▸ **What to work on**
Go line by line through the listing below and copy those that hold "SensorPacket".

▸ **Listed records**
————————

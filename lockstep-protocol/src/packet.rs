//! ThinkGear packet constants and the decoded field set.
//!
//! Payload layout is a sequence of data rows:
//! - EXCODE (0..n bytes): 0x55 extended-code level markers
//! - CODE (1 byte): row type
//! - VLENGTH (1 byte): present only for CODE >= 0x80
//! - VALUE (1 or VLENGTH bytes)

/// Frame synchronization byte (sent twice)
pub const SYNC: u8 = 0xAA;

/// Extended-code level marker
pub const EXCODE: u8 = 0x55;

/// Largest legal PLENGTH; 170 would collide with SYNC
pub const MAX_PAYLOAD_LEN: usize = 169;

/// Maximum complete packet size (SYNC + SYNC + PLENGTH + PAYLOAD + CHECKSUM)
pub const MAX_PACKET_LEN: usize = 2 + 1 + MAX_PAYLOAD_LEN + 1;

/// Row codes understood by the decoder
pub mod code {
    /// Signal quality, 0 = good contact, 200 = off-head
    pub const POOR_SIGNAL: u8 = 0x02;
    /// eSense attention, 0-100
    pub const ATTENTION: u8 = 0x04;
    /// eSense meditation, 0-100
    pub const MEDITATION: u8 = 0x05;
    /// Blink strength, 1-255
    pub const BLINK_STRENGTH: u8 = 0x16;
    /// Raw wave sample, 2 bytes big-endian signed
    pub const RAW_WAVE: u8 = 0x80;
    /// ASIC EEG band powers, 8 x 3 bytes big-endian unsigned
    pub const ASIC_EEG_POWER: u8 = 0x83;
}

/// Length of the ASIC EEG power row value
pub const EEG_POWER_LEN: usize = 24;

/// Relative EEG band powers from the headset ASIC
///
/// Values are unitless 24-bit magnitudes, only meaningful relative to each
/// other and over time.
#[derive(Debug, Clone, Copy, Default, PartialEq, Eq)]
#[cfg_attr(feature = "defmt", derive(defmt::Format))]
pub struct EegPower {
    pub delta: u32,
    pub theta: u32,
    pub low_alpha: u32,
    pub high_alpha: u32,
    pub low_beta: u32,
    pub high_beta: u32,
    pub low_gamma: u32,
    pub mid_gamma: u32,
}

impl EegPower {
    /// Parse the 24-byte ASIC_EEG_POWER value
    pub fn from_bytes(value: &[u8]) -> Option<Self> {
        if value.len() != EEG_POWER_LEN {
            return None;
        }
        let band = |i: usize| {
            let b = &value[i * 3..i * 3 + 3];
            (u32::from(b[0]) << 16) | (u32::from(b[1]) << 8) | u32::from(b[2])
        };
        Some(Self {
            delta: band(0),
            theta: band(1),
            low_alpha: band(2),
            high_alpha: band(3),
            low_beta: band(4),
            high_beta: band(5),
            low_gamma: band(6),
            mid_gamma: band(7),
        })
    }

    /// Bands in wire order
    pub fn bands(&self) -> [u32; 8] {
        [
            self.delta,
            self.theta,
            self.low_alpha,
            self.high_alpha,
            self.low_beta,
            self.high_beta,
            self.low_gamma,
            self.mid_gamma,
        ]
    }
}

/// Last-known field set of the headset
///
/// Each packet overwrites only the fields it carries; everything else keeps
/// its previous value. All fields read zero before the first packet.
#[derive(Debug, Clone, Copy, Default, PartialEq, Eq)]
#[cfg_attr(feature = "defmt", derive(defmt::Format))]
pub struct SensorPacket {
    /// Raw EEG sample, roughly -2048..=2047
    pub raw_sample: i16,
    /// eSense attention 0-100
    pub attention: u8,
    /// eSense meditation 0-100
    pub meditation: u8,
    /// Signal quality, 0 = good, larger = worse
    pub quality: u8,
    /// Strength of the last detected blink
    pub blink_strength: u8,
    /// Last ASIC band power report
    pub eeg_power: EegPower,
    /// Whether the most recent packet carried a raw sample
    pub raw_updated: bool,
}

impl SensorPacket {
    /// True when the headset reports good skin contact
    pub fn has_good_signal(&self) -> bool {
        self.quality == 0
    }
}

#[cfg(test)]
mod tests {
    use super::*;

    #[test]
    fn test_eeg_power_parse() {
        let mut value = [0u8; EEG_POWER_LEN];
        value[0..3].copy_from_slice(&[0x01, 0x02, 0x03]);
        value[21..24].copy_from_slice(&[0xFF, 0xFF, 0xFF]);

        let power = EegPower::from_bytes(&value).unwrap();
        assert_eq!(power.delta, 0x010203);
        assert_eq!(power.mid_gamma, 0xFF_FFFF);
        assert_eq!(power.theta, 0);
    }

    #[test]
    fn test_eeg_power_bands_in_wire_order() {
        // Low byte of band n holds n + 1
        let mut value = [0u8; EEG_POWER_LEN];
        for band in 0..8 {
            value[band * 3 + 2] = band as u8 + 1;
        }
        let power = EegPower::from_bytes(&value).unwrap();
        assert_eq!(power.bands(), [1, 2, 3, 4, 5, 6, 7, 8]);
    }

    #[test]
    fn test_eeg_power_wrong_length() {
        assert_eq!(EegPower::from_bytes(&[0u8; 23]), None);
    }

    #[test]
    fn test_default_packet_is_zeroed() {
        let packet = SensorPacket::default();
        assert_eq!(packet.raw_sample, 0);
        assert_eq!(packet.quality, 0);
        assert!(!packet.raw_updated);
    }
}
//! RP2040-specific HAL for the Lockstep firmware
//!
//! Thin adapters from embassy-rp peripherals (and anything else speaking
//! the embedded-hal / embedded-io traits) onto `lockstep-hal`:
//!
//! - GPIO outputs
//! - PWM slices for the RGB stimulus
//! - Buffered UART halves for the headset and host links
//! - Blocking I2C for the OLED
//! - embassy-time as the millisecond clock
//!
//! Also carries the RP2040 pin-to-peripheral tables used to check the
//! board wiring at compile time.

#![no_std]
#![deny(unsafe_code)]

pub mod gpio;
pub mod i2c;
pub mod pwm;
pub mod time;
pub mod uart;

pub use gpio::GpioOutput;
pub use i2c::BlockingI2c;
pub use pwm::DutyChannel;
pub use time::EmbassyClock;
pub use uart::{to_rp_config, IoRx, IoTx};
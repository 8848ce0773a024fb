//! Hardware driver implementations
//!
//! This crate provides concrete implementations of the output traits
//! defined in lockstep-core and the display trait from lockstep-display,
//! built on the lockstep-hal bus and pin traits:
//!
//! - LEDs (GPIO quality indicator, PWM RGB stimulus)
//! - OLED panels (SSD1306 / SH1106 over I2C)
//! - Host serial link as a `core::fmt::Write` sink

#![no_std]
#![deny(unsafe_code)]

pub mod display;
pub mod led;
pub mod link;

pub use display::{Controller, Oled};
pub use led::{GpioIndicator, RgbLed};
pub use link::HostLink;
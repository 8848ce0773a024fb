//! PWM channels
//!
//! Each RP2040 slice exposes two outputs (A/B); after `Pwm::split` each
//! half implements `embedded_hal::pwm::SetDutyCycle`, which is all the
//! adapter needs.

use embedded_hal::pwm::SetDutyCycle;
use lockstep_hal::pwm::DUTY_MAX;
use lockstep_hal::PwmChannel;

/// Counter top used for the stimulus slices
///
/// 125 MHz / (TOP + 1) gives a carrier near 488 kHz, far above anything
/// visible, so the LED reads as steady at any duty.
pub const PWM_TOP: u16 = 0xFF;

/// Hardware PWM slice (0-7) driving a GPIO, and whether it is output B
pub const fn gpio_to_slice(gpio: u8) -> (u8, bool) {
    ((gpio / 2) % 8, gpio % 2 == 1)
}

/// 8-bit duty adapter over any embedded-hal PWM output
pub struct DutyChannel<P> {
    out: P,
}

impl<P: SetDutyCycle> DutyChannel<P> {
    /// Wrap a PWM output
    pub fn new(out: P) -> Self {
        Self { out }
    }
}

impl<P: SetDutyCycle> PwmChannel for DutyChannel<P> {
    type Error = P::Error;

    fn set_duty(&mut self, duty: u8) -> Result<(), Self::Error> {
        self.out
            .set_duty_cycle_fraction(u16::from(duty), u16::from(DUTY_MAX))
    }
}

#[cfg(test)]
mod tests {
    use super::*;

    #[test]
    fn test_gpio_to_slice() {
        assert_eq!(gpio_to_slice(0), (0, false));
        assert_eq!(gpio_to_slice(3), (1, true));
        assert_eq!(gpio_to_slice(16), (0, false));
        assert_eq!(gpio_to_slice(29), (6, true));
    }
}
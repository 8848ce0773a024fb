//! Blocking I2C

use embassy_rp::i2c;
use embedded_hal::i2c::I2c;
use lockstep_hal::i2c::I2cConfig;
use lockstep_hal::I2cBus;

/// Translate a bus configuration into embassy-rp's I2C config
pub fn to_rp_config(config: &I2cConfig) -> i2c::Config {
    let mut rp = i2c::Config::default();
    rp.frequency = config.frequency;
    rp
}

/// I2C master over any blocking embedded-hal bus
pub struct BlockingI2c<B> {
    bus: B,
}

impl<B: I2c> BlockingI2c<B> {
    /// Wrap a configured bus
    pub fn new(bus: B) -> Self {
        Self { bus }
    }
}

impl<B: I2c> I2cBus for BlockingI2c<B> {
    type Error = B::Error;

    fn write(&mut self, address: u8, data: &[u8]) -> Result<(), Self::Error> {
        self.bus.write(address, data)
    }
}
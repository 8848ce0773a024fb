//! OLED panel drivers

pub mod ssd1306;

pub use ssd1306::{Controller, Oled, DEFAULT_ADDRESS};
//! ThinkGear packet encoding.
//!
//! The firmware never transmits ThinkGear packets; this builder exists for
//! test fixtures and headset simulators that feed the decoder.

use heapless::Vec;

use crate::decoder::{checksum, DecodeError};
use crate::packet::{code, EEG_POWER_LEN, MAX_PACKET_LEN, MAX_PAYLOAD_LEN, SYNC};

/// Incremental builder for a single packet's data rows
#[derive(Debug, Clone, Default, PartialEq, Eq)]
pub struct PacketBuilder {
    payload: Vec<u8, MAX_PAYLOAD_LEN>,
    overflow: bool,
}

impl PacketBuilder {
    /// Start an empty packet
    pub fn new() -> Self {
        Self::default()
    }

    fn row(mut self, row: &[u8]) -> Self {
        if self.payload.extend_from_slice(row).is_err() {
            self.overflow = true;
        }
        self
    }

    /// Add a poor-signal row
    pub fn quality(self, quality: u8) -> Self {
        self.row(&[code::POOR_SIGNAL, quality])
    }

    /// Add an attention row
    pub fn attention(self, level: u8) -> Self {
        self.row(&[code::ATTENTION, level])
    }

    /// Add a meditation row
    pub fn meditation(self, level: u8) -> Self {
        self.row(&[code::MEDITATION, level])
    }

    /// Add a blink-strength row
    pub fn blink(self, strength: u8) -> Self {
        self.row(&[code::BLINK_STRENGTH, strength])
    }

    /// Add a raw-wave row
    pub fn raw(self, sample: i16) -> Self {
        let [hi, lo] = sample.to_be_bytes();
        self.row(&[code::RAW_WAVE, 2, hi, lo])
    }

    /// Add an ASIC EEG power row from its 24-byte wire value
    pub fn eeg_power(self, value: &[u8; EEG_POWER_LEN]) -> Self {
        self.row(&[code::ASIC_EEG_POWER, EEG_POWER_LEN as u8])
            .row(value)
    }

    /// Payload built so far
    pub fn payload(&self) -> &[u8] {
        &self.payload
    }

    /// Encode the complete packet into a byte buffer
    ///
    /// Returns the number of bytes written.
    pub fn encode_into(&self, buffer: &mut [u8]) -> Result<usize, DecodeError> {
        if self.overflow {
            return Err(DecodeError::InvalidLength);
        }
        let len = self.payload.len();
        let frame_len = 4 + len; // SYNC + SYNC + PLENGTH + payload + CHECKSUM
        if buffer.len() < frame_len {
            return Err(DecodeError::InvalidLength);
        }

        buffer[0] = SYNC;
        buffer[1] = SYNC;
        buffer[2] = len as u8;
        buffer[3..3 + len].copy_from_slice(&self.payload);
        buffer[3 + len] = checksum(&self.payload);

        Ok(frame_len)
    }

    /// Encode the complete packet into a heapless Vec
    pub fn encode(&self) -> Result<Vec<u8, MAX_PACKET_LEN>, DecodeError> {
        let mut buffer = [0u8; MAX_PACKET_LEN];
        let len = self.encode_into(&mut buffer)?;
        let mut vec = Vec::new();
        vec.extend_from_slice(&buffer[..len])
            .map_err(|_| DecodeError::InvalidLength)?;
        Ok(vec)
    }
}
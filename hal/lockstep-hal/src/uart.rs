//! Serial links
//!
//! The headset stream is read one byte per poll without blocking; the host
//! link is written in blocking fashion from the report pass.

/// Byte sink toward the host
pub trait UartTx {
    type Error;

    /// Queue all of `data`, blocking while the FIFO is full
    fn write_blocking(&mut self, data: &[u8]) -> Result<(), Self::Error>;

    /// Block until every queued byte has left the wire
    fn flush(&mut self) -> Result<(), Self::Error>;
}

/// Byte source from the headset
pub trait UartRx {
    type Error;

    /// Take one byte from the receive queue if one is waiting
    ///
    /// Never blocks: returns `Ok(None)` when the queue is empty.
    fn try_read_byte(&mut self) -> Result<Option<u8>, Self::Error>;
}

/// Line settings for one serial link
#[derive(Debug, Clone, Copy, PartialEq, Eq)]
#[cfg_attr(feature = "defmt", derive(defmt::Format))]
pub struct UartConfig {
    pub baudrate: u32,
    pub data_bits: DataBits,
    pub parity: Parity,
    pub stop_bits: StopBits,
}

impl UartConfig {
    /// ThinkGear headset link
    pub const HEADSET: Self = Self::new_8n1(57_600);

    /// Host diagnostic link
    pub const HOST: Self = Self::new_8n1(115_200);

    /// 8 data bits, no parity, one stop bit
    pub const fn new_8n1(baudrate: u32) -> Self {
        Self {
            baudrate,
            data_bits: DataBits::Eight,
            parity: Parity::None,
            stop_bits: StopBits::One,
        }
    }

    /// Time for one frame on the wire, in microseconds
    ///
    /// Start bit, data bits, optional parity bit, stop bits.
    pub const fn frame_time_us(&self) -> u32 {
        let data = match self.data_bits {
            DataBits::Seven => 7,
            DataBits::Eight => 8,
        };
        let parity = match self.parity {
            Parity::None => 0,
            Parity::Even | Parity::Odd => 1,
        };
        let stop = match self.stop_bits {
            StopBits::One => 1,
            StopBits::Two => 2,
        };
        (1 + data + parity + stop) * 1_000_000 / self.baudrate
    }
}

impl Default for UartConfig {
    fn default() -> Self {
        Self::HOST
    }
}

/// Number of data bits per frame
#[derive(Debug, Clone, Copy, PartialEq, Eq)]
#[cfg_attr(feature = "defmt", derive(defmt::Format))]
pub enum DataBits {
    Seven,
    Eight,
}

/// Parity mode
#[derive(Debug, Clone, Copy, PartialEq, Eq)]
#[cfg_attr(feature = "defmt", derive(defmt::Format))]
pub enum Parity {
    None,
    Even,
    Odd,
}

/// Number of stop bits
#[derive(Debug, Clone, Copy, PartialEq, Eq)]
#[cfg_attr(feature = "defmt", derive(defmt::Format))]
pub enum StopBits {
    One,
    Two,
}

————————

▸ **Answer for this exercise**
pub struct SensorPacket {
impl SensorPacket {
        let packet = SensorPacket::default();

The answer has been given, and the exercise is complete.